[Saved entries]
=== Begin Enclosure ===
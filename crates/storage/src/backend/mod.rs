//! Storage backends
//!
//! A backend stores opaque payloads keyed by entity kind and id, plus the
//! membership rows that tie vector members to their vector.

mod memory;
mod sqlite;

pub use memory::MemoryBackend;
pub use sqlite::SqliteBackend;

use crate::StorageError;
use async_trait::async_trait;
use std::fmt;

/// Persistence engine behind every home.
///
/// Lookups of absent records return [`StorageError::NotFound`]; engine
/// failures return [`StorageError::DatabaseError`]. Implementations do not
/// retry.
#[async_trait]
pub trait StorageBackend: Send + Sync + fmt::Debug {
    /// Short engine name for logs
    fn name(&self) -> &'static str;

    /// Store a new record and return its id
    async fn insert(&self, kind: &str, payload: Vec<u8>) -> Result<i64, StorageError>;

    async fn fetch(&self, kind: &str, id: i64) -> Result<Vec<u8>, StorageError>;

    /// All records of a kind, ordered by id
    async fn fetch_all(&self, kind: &str) -> Result<Vec<(i64, Vec<u8>)>, StorageError>;

    async fn update(&self, kind: &str, id: i64, payload: Vec<u8>) -> Result<(), StorageError>;

    /// Delete a record together with any membership rows pointing at it
    async fn delete(&self, kind: &str, id: i64) -> Result<(), StorageError>;

    /// Delete every record of a kind, returning how many were removed
    async fn delete_all(&self, kind: &str) -> Result<u64, StorageError>;

    async fn count(&self, kind: &str) -> Result<u64, StorageError>;

    /// Record that `member_id` belongs to vector `vector_id`.
    /// The member record must exist; linking twice is a no-op.
    async fn link(&self, vector_id: i64, kind: &str, member_id: i64) -> Result<(), StorageError>;

    /// Remove a membership row; `NotFound` if the member was not linked
    async fn unlink(&self, vector_id: i64, kind: &str, member_id: i64)
        -> Result<(), StorageError>;

    /// Member ids of one kind in a vector, ordered by id
    async fn members(&self, vector_id: i64, kind: &str) -> Result<Vec<i64>, StorageError>;
}

#[cfg(test)]
pub(crate) mod testing {
    use super::*;
    use std::sync::atomic::{AtomicBool, Ordering};
    use std::sync::Mutex;

    /// Backend whose engine is unreachable
    #[derive(Debug, Default)]
    pub(crate) struct UnavailableBackend;

    fn unavailable<T>() -> Result<T, StorageError> {
        Err(StorageError::DatabaseError("connection refused".to_string()))
    }

    #[async_trait]
    impl StorageBackend for UnavailableBackend {
        fn name(&self) -> &'static str {
            "unavailable"
        }

        async fn insert(&self, _kind: &str, _payload: Vec<u8>) -> Result<i64, StorageError> {
            unavailable()
        }

        async fn fetch(&self, _kind: &str, _id: i64) -> Result<Vec<u8>, StorageError> {
            unavailable()
        }

        async fn fetch_all(&self, _kind: &str) -> Result<Vec<(i64, Vec<u8>)>, StorageError> {
            unavailable()
        }

        async fn update(
            &self,
            _kind: &str,
            _id: i64,
            _payload: Vec<u8>,
        ) -> Result<(), StorageError> {
            unavailable()
        }

        async fn delete(&self, _kind: &str, _id: i64) -> Result<(), StorageError> {
            unavailable()
        }

        async fn delete_all(&self, _kind: &str) -> Result<u64, StorageError> {
            unavailable()
        }

        async fn count(&self, _kind: &str) -> Result<u64, StorageError> {
            unavailable()
        }

        async fn link(
            &self,
            _vector_id: i64,
            _kind: &str,
            _member_id: i64,
        ) -> Result<(), StorageError> {
            unavailable()
        }

        async fn unlink(
            &self,
            _vector_id: i64,
            _kind: &str,
            _member_id: i64,
        ) -> Result<(), StorageError> {
            unavailable()
        }

        async fn members(&self, _vector_id: i64, _kind: &str) -> Result<Vec<i64>, StorageError> {
            unavailable()
        }
    }

    /// Memory backend whose writes can be made to fail on demand
    #[derive(Debug, Default)]
    pub(crate) struct FlakyBackend {
        inner: MemoryBackend,
        inserts_left: Mutex<Option<usize>>,
        fail_links: AtomicBool,
        fail_deletes: AtomicBool,
    }

    impl FlakyBackend {
        /// Let `n` more inserts through, then fail every insert
        pub(crate) fn fail_inserts_after(&self, n: usize) {
            *self.inserts_left.lock().unwrap() = Some(n);
        }

        pub(crate) fn fail_links(&self) {
            self.fail_links.store(true, Ordering::SeqCst);
        }

        pub(crate) fn fail_deletes(&self) {
            self.fail_deletes.store(true, Ordering::SeqCst);
        }
    }

    fn disk_full<T>() -> Result<T, StorageError> {
        Err(StorageError::DatabaseError("disk full".to_string()))
    }

    #[async_trait]
    impl StorageBackend for FlakyBackend {
        fn name(&self) -> &'static str {
            "flaky"
        }

        async fn insert(&self, kind: &str, payload: Vec<u8>) -> Result<i64, StorageError> {
            {
                let mut left = self.inserts_left.lock().unwrap();
                match left.as_mut() {
                    Some(0) => return disk_full(),
                    Some(n) => *n -= 1,
                    None => {}
                }
            }
            self.inner.insert(kind, payload).await
        }

        async fn fetch(&self, kind: &str, id: i64) -> Result<Vec<u8>, StorageError> {
            self.inner.fetch(kind, id).await
        }

        async fn fetch_all(&self, kind: &str) -> Result<Vec<(i64, Vec<u8>)>, StorageError> {
            self.inner.fetch_all(kind).await
        }

        async fn update(&self, kind: &str, id: i64, payload: Vec<u8>) -> Result<(), StorageError> {
            self.inner.update(kind, id, payload).await
        }

        async fn delete(&self, kind: &str, id: i64) -> Result<(), StorageError> {
            if self.fail_deletes.load(Ordering::SeqCst) {
                return disk_full();
            }
            self.inner.delete(kind, id).await
        }

        async fn delete_all(&self, kind: &str) -> Result<u64, StorageError> {
            self.inner.delete_all(kind).await
        }

        async fn count(&self, kind: &str) -> Result<u64, StorageError> {
            self.inner.count(kind).await
        }

        async fn link(
            &self,
            vector_id: i64,
            kind: &str,
            member_id: i64,
        ) -> Result<(), StorageError> {
            if self.fail_links.load(Ordering::SeqCst) {
                return disk_full();
            }
            self.inner.link(vector_id, kind, member_id).await
        }

        async fn unlink(
            &self,
            vector_id: i64,
            kind: &str,
            member_id: i64,
        ) -> Result<(), StorageError> {
            self.inner.unlink(vector_id, kind, member_id).await
        }

        async fn members(&self, vector_id: i64, kind: &str) -> Result<Vec<i64>, StorageError> {
            self.inner.members(vector_id, kind).await
        }
    }
}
=== End Enclosure ===
_Task objective_
The lines running from the start of the data through the one that contains "pub use memory::MemoryBackend;" should be reproduced exactly, and only those.

_Solution_
filename crates/storage/src/backend/mod.rs
//! Storage backends
//!
//! A backend stores opaque payloads keyed by entity kind and id, plus the
//! membership rows that tie vector members to their vector.

mod memory;
mod sqlite;

pub use memory::MemoryBackend;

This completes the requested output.